Suite aux impulsions fédérales notamment du SECO et aux recommandations de différentes conférences thématiques (CDAS et CDEP 1) de 2001, le canton de Neuchâtel a depuis 15 ans déjà fait de la collaboration interinstitutionnelle (CII) une priorité. Concrètement, depuis 2002, les chefs des départements de tutelle (économie publique et affaires sociales selon l’organisation de l’époque) ont mandaté un groupe de pilotage stratégique afin de concrétiser les priorités suivantes :

  • Coordonner les programmes d’insertion sociale et professionnelle.
  • Recenser et analyser l’ensemble des mesures d’insertion existantes.
  • Collaborer avec les entreprises et les communes. A Neuchâtel, la législation cantonale en matière d’aide sociale est appliquée par huit services sociaux régionaux de compétence communale.
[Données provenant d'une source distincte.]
//! Durable snapshots of a play session.

use aenigma_core::{Digit, DigitGrid, Position};
use derive_more::{Display, Error};
use serde::{Deserialize, Serialize};

use crate::{Board, SymbolPermutation};

/// A by-value image of a [`Board`], mirroring the on-disk JSON schema.
///
/// Grids are rows of integers with `0` for an empty cell, so save files
/// written by earlier releases load unchanged. `symbol_perm` is optional on
/// read: saves that predate symbol shuffling restore with the identity
/// permutation. A snapshot holds no references into the board it was taken
/// from; mutating the board afterwards never corrupts it.
#[derive(Debug, Clone, PartialEq, Eq, Serialize, Deserialize)]
pub struct Snapshot {
    puzzle: [[u8; 9]; 9],
    solution: [[u8; 9]; 9],
    user: [[u8; 9]; 9],
    fixed: [[bool; 9]; 9],
    #[serde(default)]
    symbol_perm: Option<[u8; 9]>,
}

/// A structurally well-formed snapshot whose contents cannot form a board.
#[derive(Debug, Clone, Copy, PartialEq, Eq, Display, Error)]
pub enum RestoreError {
    /// A grid holds a value outside `0..=9`.
    #[display("cell value {value} is outside 0..=9")]
    CellValue {
        /// The offending value.
        value: u8,
    },
    /// The solution grid has an empty cell.
    #[display("solution grid has an empty cell")]
    IncompleteSolution,
    /// The symbol table is not a permutation of 1-9.
    #[display("symbol table is not a permutation of 1..=9")]
    InvalidSymbolTable,
}

impl Snapshot {
    /// Captures the full state of a board.
    #[must_use]
    pub fn capture(board: &Board) -> Self {
        let mut user = [[0; 9]; 9];
        let mut fixed = [[false; 9]; 9];
        for pos in Position::ALL {
            let (x, y) = (usize::from(pos.x()), usize::from(pos.y()));
            user[y][x] = board.value(pos).map_or(0, Digit::value);
            fixed[y][x] = board.is_given(pos);
        }
        Self {
            puzzle: grid_to_rows(&board.givens()),
            solution: grid_to_rows(board.solution()),
            user,
            fixed,
            symbol_perm: Some(board.symbols().values()),
        }
    }

    /// Rebuilds a board from this snapshot.
    ///
    /// Clue cells are re-derived from the puzzle grid, player entries are
    /// applied on top of them, and the persisted symbol table (or the
    /// identity, when absent) is installed.
    ///
    /// # Errors
    ///
    /// Returns [`RestoreError`] when a grid value is out of range, the
    /// solution has a gap, or the symbol table is not a bijection.
    pub fn restore(&self) -> Result<Board, RestoreError> {
        let puzzle = rows_to_grid(&self.puzzle)?;
        let solution = rows_to_grid(&self.solution)?;
        if !solution.is_full() {
            return Err(RestoreError::IncompleteSolution);
        }
        let symbols = match self.symbol_perm {
            Some(values) => SymbolPermutation::try_from_values(values)
                .ok_or(RestoreError::InvalidSymbolTable)?,
            None => SymbolPermutation::identity(),
        };
        let user = rows_to_grid(&self.user)?;

        let mut board = Board::with_symbols(&puzzle, &solution, symbols);
        for pos in Position::ALL {
            if let Some(digit) = user[pos] {
                // Clue cells ignore the write, so a snapshot disagreeing
                // with its own puzzle grid cannot alter a clue.
                board.set_cell(pos, digit);
            }
        }
        Ok(board)
    }
}

fn grid_to_rows(grid: &DigitGrid) -> [[u8; 9]; 9] {
    let mut rows = [[0; 9]; 9];
    for pos in Position::ALL {
        rows[usize::from(pos.y())][usize::from(pos.x())] = grid[pos].map_or(0, Digit::value);
    }
    rows
}

fn rows_to_grid(rows: &[[u8; 9]; 9]) -> Result<DigitGrid, RestoreError> {
    let mut grid = DigitGrid::new();
    for pos in Position::ALL {
        let value = rows[usize::from(pos.y())][usize::from(pos.x())];
        if value == 0 {
            continue;
        }
        let digit = Digit::try_from_value(value).ok_or(RestoreError::CellValue { value })?;
        grid.set(pos, Some(digit));
    }
    Ok(grid)
}

#[cfg(test)]
mod tests {
    use super::*;
    use crate::sample_puzzle;

    fn sample_board() -> Board {
        let (puzzle, solution) = sample_puzzle();
        Board::with_symbols(&puzzle, &solution, SymbolPermutation::identity())
    }

    #[test]
    fn test_capture_restore_round_trip() {
        let mut board = sample_board();
        board.set_cell(Position::new(2, 0), Digit::D4);
        board.set_cell(Position::new(3, 0), Digit::D9);

        let snapshot = Snapshot::capture(&board);
        let restored = snapshot.restore().expect("captured snapshot restores");
        assert_eq!(restored, board);
    }

    #[test]
    fn test_snapshot_does_not_alias_the_board() {
        let mut board = sample_board();
        board.set_cell(Position::new(2, 0), Digit::D4);
        let snapshot = Snapshot::capture(&board);

        board.set_cell(Position::new(2, 0), Digit::D9);
        board.shuffle_symbols();

        let restored = snapshot.restore().expect("snapshot restores");
        assert_eq!(restored.value(Position::new(2, 0)), Some(Digit::D4));
        assert_eq!(restored.symbols(), &SymbolPermutation::identity());
    }

    #[test]
    fn test_json_schema_is_stable() {
        let board = sample_board();
        let snapshot = Snapshot::capture(&board);
        let json = serde_json::to_string(&snapshot).expect("snapshot serializes");
        for field in ["\"puzzle\"", "\"solution\"", "\"user\"", "\"fixed\"", "\"symbol_perm\""] {
            assert!(json.contains(field), "missing {field} in {json}");
        }
        let reparsed: Snapshot = serde_json::from_str(&json).expect("snapshot reparses");
        assert_eq!(reparsed, snapshot);
    }

    #[test]
    fn test_missing_symbol_perm_defaults_to_identity() {
        let mut board = sample_board();
        board.shuffle_symbols();
        let mut snapshot = Snapshot::capture(&board);
        snapshot.symbol_perm = None;

        // The field is genuinely optional on the wire as well.
        let json = serde_json::to_string(&snapshot).expect("snapshot serializes");
        let stripped = {
            let mut value: serde_json::Value =
                serde_json::from_str(&json).expect("snapshot JSON parses");
            value
                .as_object_mut()
                .expect("snapshot is a JSON object")
                .remove("symbol_perm");
            value.to_string()
        };
        let reparsed: Snapshot =
            serde_json::from_str(&stripped).expect("symbol_perm is optional");

        let restored = reparsed.restore().expect("legacy snapshot restores");
        assert_eq!(restored.symbols(), &SymbolPermutation::identity());
    }

    #[test]
    fn test_restore_rejects_malformed_grids() {
        let board = sample_board();

        let mut snapshot = Snapshot::capture(&board);
        snapshot.user[0][2] = 10;
        assert_eq!(
            snapshot.restore(),
            Err(RestoreError::CellValue { value: 10 })
        );

        let mut snapshot = Snapshot::capture(&board);
        snapshot.solution[4][4] = 0;
        assert_eq!(snapshot.restore(), Err(RestoreError::IncompleteSolution));

        let mut snapshot = Snapshot::capture(&board);
        snapshot.symbol_perm = Some([1, 1, 3, 4, 5, 6, 7, 8, 9]);
        assert_eq!(snapshot.restore(), Err(RestoreError::InvalidSymbolTable));
    }

    #[test]
    fn test_restore_keeps_clues_over_user_entries() {
        let board = sample_board();
        let mut snapshot = Snapshot::capture(&board);
        // A tampered save claiming a different digit on the clue at (0, 0).
        snapshot.user[0][0] = 9;

        let restored = snapshot.restore().expect("snapshot restores");
        assert_eq!(restored.value(Position::new(0, 0)), Some(Digit::D5));
        assert!(restored.is_given(Position::new(0, 0)));
    }
}
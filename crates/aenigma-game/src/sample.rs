//! The bundled sample puzzle.

use aenigma_core::DigitGrid;

const SAMPLE_PUZZLE: &str = "\
53..7....\
6..195...\
.98....6.\
8...6...3\
4..8.3..1\
7...2...6\
.6....28.\
...419..5\
....8..79";

const SAMPLE_SOLUTION: &str = "\
534678912\
672195348\
198342567\
859761423\
426853791\
713924856\
961537284\
287419635\
345286179";

/// Returns the bundled benchmark puzzle and its unique solution.
///
/// This is the widely used reference grid (row 0 of the puzzle is
/// `5 3 . . 7 . . . .`), giving tests and examples a stable board to work
/// with.
#[must_use]
#[expect(clippy::missing_panics_doc)]
pub fn sample_puzzle() -> (DigitGrid, DigitGrid) {
    let puzzle = SAMPLE_PUZZLE.parse().expect("bundled puzzle grid is valid");
    let solution = SAMPLE_SOLUTION
        .parse()
        .expect("bundled solution grid is valid");
    (puzzle, solution)
}

#[cfg(test)]
mod tests {
    use aenigma_core::Position;

    use super::*;

    #[test]
    fn test_sample_pair_is_consistent() {
        let (puzzle, solution) = sample_puzzle();
        assert!(solution.is_full());
        // Every clue agrees with the solution.
        for pos in Position::ALL {
            if let Some(digit) = puzzle[pos] {
                assert_eq!(solution[pos], Some(digit), "clue mismatch at {pos}");
            }
        }
        // Each digit appears exactly once per row, column, and box.
        for pos in Position::ALL {
            for peer in pos.house_peers() {
                assert_ne!(solution[pos], solution[peer], "{pos} duplicates {peer}");
            }
        }
    }
}
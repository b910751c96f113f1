//! Best-effort save-file persistence.

use std::{
    fs,
    path::{Path, PathBuf},
};

use log::warn;

use crate::{Board, Snapshot};

/// The single on-disk save location for a play session.
///
/// The path is supplied at construction, so hosts and tests each choose
/// their own location; there is no process-global state. One slot holds one
/// save, fully overwritten on every [`save`](Self::save).
///
/// Persistence is best effort. Failures on either side are logged through
/// [`log`] and degrade to a no-op ([`save`](Self::save)) or `None`
/// ([`load_if_exists`](Self::load_if_exists)); gameplay never stops because
/// the filesystem misbehaves.
///
/// # Example
///
/// ```no_run
/// use aenigma_game::{Board, SaveSlot, sample_puzzle};
///
/// let slot = SaveSlot::new("aenigma_save.json");
/// let board = slot.load_if_exists().unwrap_or_else(|| {
///     let (puzzle, solution) = sample_puzzle();
///     Board::new(&puzzle, &solution)
/// });
/// // ... play ...
/// slot.save(&board);
/// ```
#[derive(Debug, Clone)]
pub struct SaveSlot {
    path: PathBuf,
}

impl SaveSlot {
    /// Creates a slot writing to the given path.
    #[must_use]
    pub fn new(path: impl Into<PathBuf>) -> Self {
        Self { path: path.into() }
    }

    /// Returns the path this slot reads and writes.
    #[must_use]
    pub fn path(&self) -> &Path {
        &self.path
    }

    /// Writes the board to the slot, replacing any previous save.
    ///
    /// I/O failures are logged as warnings and otherwise ignored.
    pub fn save(&self, board: &Board) {
        let snapshot = Snapshot::capture(board);
        let json = match serde_json::to_string(&snapshot) {
            Ok(json) => json,
            Err(err) => {
                warn!("failed to encode save for {}: {err}", self.path.display());
                return;
            }
        };
        if let Err(err) = fs::write(&self.path, json) {
            warn!("failed to write save to {}: {err}", self.path.display());
        }
    }

    /// Loads the board saved in the slot, if there is one.
    ///
    /// A missing file is the expected first-run case and returns `None`
    /// without a diagnostic. An unreadable, unparseable, or unrestorable
    /// save is logged as a warning and also returns `None`, leaving the
    /// host to start a fresh game.
    #[must_use]
    pub fn load_if_exists(&self) -> Option<Board> {
        if !self.path.exists() {
            return None;
        }
        let json = match fs::read_to_string(&self.path) {
            Ok(json) => json,
            Err(err) => {
                warn!("failed to read save at {}: {err}", self.path.display());
                return None;
            }
        };
        let snapshot: Snapshot = match serde_json::from_str(&json) {
            Ok(snapshot) => snapshot,
            Err(err) => {
                warn!("save at {} is malformed: {err}", self.path.display());
                return None;
            }
        };
        match snapshot.restore() {
            Ok(board) => Some(board),
            Err(err) => {
                warn!("save at {} cannot be restored: {err}", self.path.display());
                None
            }
        }
    }
}
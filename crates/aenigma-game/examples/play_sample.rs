//! Example walking the bundled sample board from start to completion.
//!
//! This example shows how to:
//! - Create a `Board` from the sample puzzle/solution pair
//! - Shuffle the display symbols and render the grid in Roman numerals
//! - Apply hints until the board is complete
//!
//! # Usage
//!
//! ```sh
//! cargo run --example play_sample
//! ```

use aenigma_core::{Position, roman};
use aenigma_game::{Board, sample_puzzle};

fn main() {
    env_logger::init();

    let (puzzle, solution) = sample_puzzle();
    let mut board = Board::new(&puzzle, &solution);
    board.shuffle_symbols();

    println!("Fresh board (display symbols shuffled):");
    print_board(&board);

    let mut steps = 0;
    while let Some(hint) = board.hint() {
        board.set_cell(hint.pos, hint.digit);
        steps += 1;
    }

    println!("Completed in {steps} hint steps:");
    print_board(&board);
    assert!(board.is_complete());
}

fn print_board(board: &Board) {
    for y in 0..9 {
        let row = (0..9)
            .map(|x| {
                board
                    .display_value(Position::new(x, y))
                    .map_or_else(|| ".".to_string(), |digit| roman::to_roman(digit).to_string())
            })
            .map(|text| format!("{text:>5}"))
            .collect::<String>();
        println!("{row}");
    }
    println!();
}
Au fil du temps, les axes suivants sont venus compléter le mandat donné :

  • Concrétiser le case management de la formation professionnelle (coaching en formation professionnelle avec la mise en place dès 2011 d’un office compétent en la matière, l’office de l’insertion des jeunes en formation professionnelle, OFIJ).
  • Mettre en place le processus permettant une prise en charge systématique et coordonnée des usagers dont la situation le nécessite.
  • Créer des entreprises sociales.

Dès son origine, cette démarche visait à intensifier la collaboration entre les secteurs de l’emploi (LACI), de l’assurance-invalidité (LAI), de l’action sociale (aide sociale) et de la migration. Dès 2006, le secteur de la formation professionnelle a rejoint le Groupe de pilotage CII (GP CII) en bonne cohérence avec les objectifs visés et les options prises au niveau national.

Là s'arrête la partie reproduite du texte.